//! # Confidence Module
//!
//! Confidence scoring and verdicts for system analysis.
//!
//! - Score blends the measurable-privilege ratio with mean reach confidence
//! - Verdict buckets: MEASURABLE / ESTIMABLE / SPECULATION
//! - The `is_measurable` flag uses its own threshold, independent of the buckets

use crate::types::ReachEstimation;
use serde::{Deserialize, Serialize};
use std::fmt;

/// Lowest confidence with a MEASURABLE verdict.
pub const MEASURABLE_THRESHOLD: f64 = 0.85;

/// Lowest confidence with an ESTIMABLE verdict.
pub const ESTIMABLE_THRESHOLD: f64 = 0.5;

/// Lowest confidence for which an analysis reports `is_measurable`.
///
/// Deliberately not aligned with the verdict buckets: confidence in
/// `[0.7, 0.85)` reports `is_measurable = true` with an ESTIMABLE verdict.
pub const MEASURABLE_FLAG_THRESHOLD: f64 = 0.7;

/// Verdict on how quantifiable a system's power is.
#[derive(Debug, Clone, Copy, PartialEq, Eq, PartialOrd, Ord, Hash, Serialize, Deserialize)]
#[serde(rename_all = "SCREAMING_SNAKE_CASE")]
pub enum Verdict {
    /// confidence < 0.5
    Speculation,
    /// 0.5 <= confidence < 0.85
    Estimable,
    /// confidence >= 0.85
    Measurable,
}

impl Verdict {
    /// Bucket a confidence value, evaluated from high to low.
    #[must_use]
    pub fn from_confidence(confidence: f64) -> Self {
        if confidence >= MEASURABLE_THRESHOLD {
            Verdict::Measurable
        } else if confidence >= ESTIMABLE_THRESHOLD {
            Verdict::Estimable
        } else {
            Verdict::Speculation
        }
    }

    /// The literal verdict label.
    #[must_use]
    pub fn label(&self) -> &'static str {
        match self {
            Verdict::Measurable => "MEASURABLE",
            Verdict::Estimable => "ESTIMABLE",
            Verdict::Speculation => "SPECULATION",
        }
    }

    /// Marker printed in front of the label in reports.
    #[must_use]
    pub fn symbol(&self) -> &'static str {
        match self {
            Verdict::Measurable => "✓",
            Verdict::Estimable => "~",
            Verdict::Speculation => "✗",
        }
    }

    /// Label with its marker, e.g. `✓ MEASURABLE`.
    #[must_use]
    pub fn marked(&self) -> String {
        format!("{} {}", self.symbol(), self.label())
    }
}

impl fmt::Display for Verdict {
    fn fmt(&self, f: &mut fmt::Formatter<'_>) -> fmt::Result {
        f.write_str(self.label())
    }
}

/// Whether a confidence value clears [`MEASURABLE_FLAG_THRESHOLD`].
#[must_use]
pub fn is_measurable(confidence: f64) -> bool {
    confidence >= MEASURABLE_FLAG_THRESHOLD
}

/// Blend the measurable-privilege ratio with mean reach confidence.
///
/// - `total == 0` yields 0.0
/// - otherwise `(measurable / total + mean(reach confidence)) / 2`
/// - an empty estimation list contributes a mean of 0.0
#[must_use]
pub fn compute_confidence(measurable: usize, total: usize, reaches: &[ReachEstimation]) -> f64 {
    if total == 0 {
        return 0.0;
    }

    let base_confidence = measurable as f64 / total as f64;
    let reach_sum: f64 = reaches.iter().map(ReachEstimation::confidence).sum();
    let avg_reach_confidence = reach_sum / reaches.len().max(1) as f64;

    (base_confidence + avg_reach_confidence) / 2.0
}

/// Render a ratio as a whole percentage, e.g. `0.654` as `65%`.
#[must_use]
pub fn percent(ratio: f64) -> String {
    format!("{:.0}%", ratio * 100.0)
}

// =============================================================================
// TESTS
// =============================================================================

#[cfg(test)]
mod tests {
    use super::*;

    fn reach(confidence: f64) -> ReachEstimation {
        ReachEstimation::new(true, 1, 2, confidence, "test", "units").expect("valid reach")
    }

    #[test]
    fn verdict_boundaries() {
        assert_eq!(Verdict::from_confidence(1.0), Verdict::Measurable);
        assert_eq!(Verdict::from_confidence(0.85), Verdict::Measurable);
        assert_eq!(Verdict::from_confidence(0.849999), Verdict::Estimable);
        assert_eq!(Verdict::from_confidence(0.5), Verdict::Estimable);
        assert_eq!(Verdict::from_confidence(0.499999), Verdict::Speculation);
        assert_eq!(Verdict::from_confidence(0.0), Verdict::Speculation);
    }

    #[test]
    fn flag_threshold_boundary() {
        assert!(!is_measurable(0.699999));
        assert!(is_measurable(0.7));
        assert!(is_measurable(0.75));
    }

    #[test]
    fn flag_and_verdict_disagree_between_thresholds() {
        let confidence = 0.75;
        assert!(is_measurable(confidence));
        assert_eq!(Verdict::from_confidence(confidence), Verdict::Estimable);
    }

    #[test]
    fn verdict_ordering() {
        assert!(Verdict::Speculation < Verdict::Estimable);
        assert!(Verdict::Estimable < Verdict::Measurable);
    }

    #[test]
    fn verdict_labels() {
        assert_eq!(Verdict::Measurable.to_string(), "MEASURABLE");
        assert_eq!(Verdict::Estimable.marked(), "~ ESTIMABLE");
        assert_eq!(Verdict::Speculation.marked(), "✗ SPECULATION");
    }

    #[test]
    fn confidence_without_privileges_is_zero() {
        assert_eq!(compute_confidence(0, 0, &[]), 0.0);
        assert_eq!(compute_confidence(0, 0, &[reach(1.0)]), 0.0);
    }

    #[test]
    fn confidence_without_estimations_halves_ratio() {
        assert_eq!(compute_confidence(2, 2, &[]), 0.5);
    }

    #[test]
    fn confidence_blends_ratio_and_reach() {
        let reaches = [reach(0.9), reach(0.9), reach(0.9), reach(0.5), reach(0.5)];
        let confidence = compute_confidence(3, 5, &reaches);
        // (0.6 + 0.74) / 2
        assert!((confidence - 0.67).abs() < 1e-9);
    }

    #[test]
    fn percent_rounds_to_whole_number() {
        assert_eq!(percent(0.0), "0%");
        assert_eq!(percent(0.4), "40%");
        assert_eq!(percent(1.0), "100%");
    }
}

━━━━

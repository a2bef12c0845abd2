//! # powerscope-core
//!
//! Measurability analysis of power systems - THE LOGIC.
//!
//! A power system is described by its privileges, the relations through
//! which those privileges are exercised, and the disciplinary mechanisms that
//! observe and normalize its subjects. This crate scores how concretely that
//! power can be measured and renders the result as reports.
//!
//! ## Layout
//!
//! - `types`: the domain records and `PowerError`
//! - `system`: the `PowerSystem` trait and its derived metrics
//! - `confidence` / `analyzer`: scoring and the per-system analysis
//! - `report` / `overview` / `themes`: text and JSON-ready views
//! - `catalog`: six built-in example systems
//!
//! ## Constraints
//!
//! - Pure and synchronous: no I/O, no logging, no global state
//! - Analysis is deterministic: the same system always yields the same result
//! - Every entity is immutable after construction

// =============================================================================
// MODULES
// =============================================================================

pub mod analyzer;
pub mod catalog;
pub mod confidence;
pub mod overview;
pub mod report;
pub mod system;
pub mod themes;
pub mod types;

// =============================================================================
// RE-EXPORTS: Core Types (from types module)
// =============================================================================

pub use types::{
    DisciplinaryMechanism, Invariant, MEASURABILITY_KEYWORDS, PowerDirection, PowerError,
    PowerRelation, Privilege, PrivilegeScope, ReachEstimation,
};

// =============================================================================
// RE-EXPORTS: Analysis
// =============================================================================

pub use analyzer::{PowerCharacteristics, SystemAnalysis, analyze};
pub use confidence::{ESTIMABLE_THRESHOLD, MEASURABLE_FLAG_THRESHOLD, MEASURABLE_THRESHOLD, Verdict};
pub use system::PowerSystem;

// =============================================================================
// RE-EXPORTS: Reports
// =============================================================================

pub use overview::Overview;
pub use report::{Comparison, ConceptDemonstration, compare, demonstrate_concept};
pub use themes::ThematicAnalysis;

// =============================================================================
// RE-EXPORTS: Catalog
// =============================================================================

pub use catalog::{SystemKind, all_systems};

━━━━

### Work to complete
Only a number is expected here: the count of lines with the string "crate" in the material above.

### Exercise response
2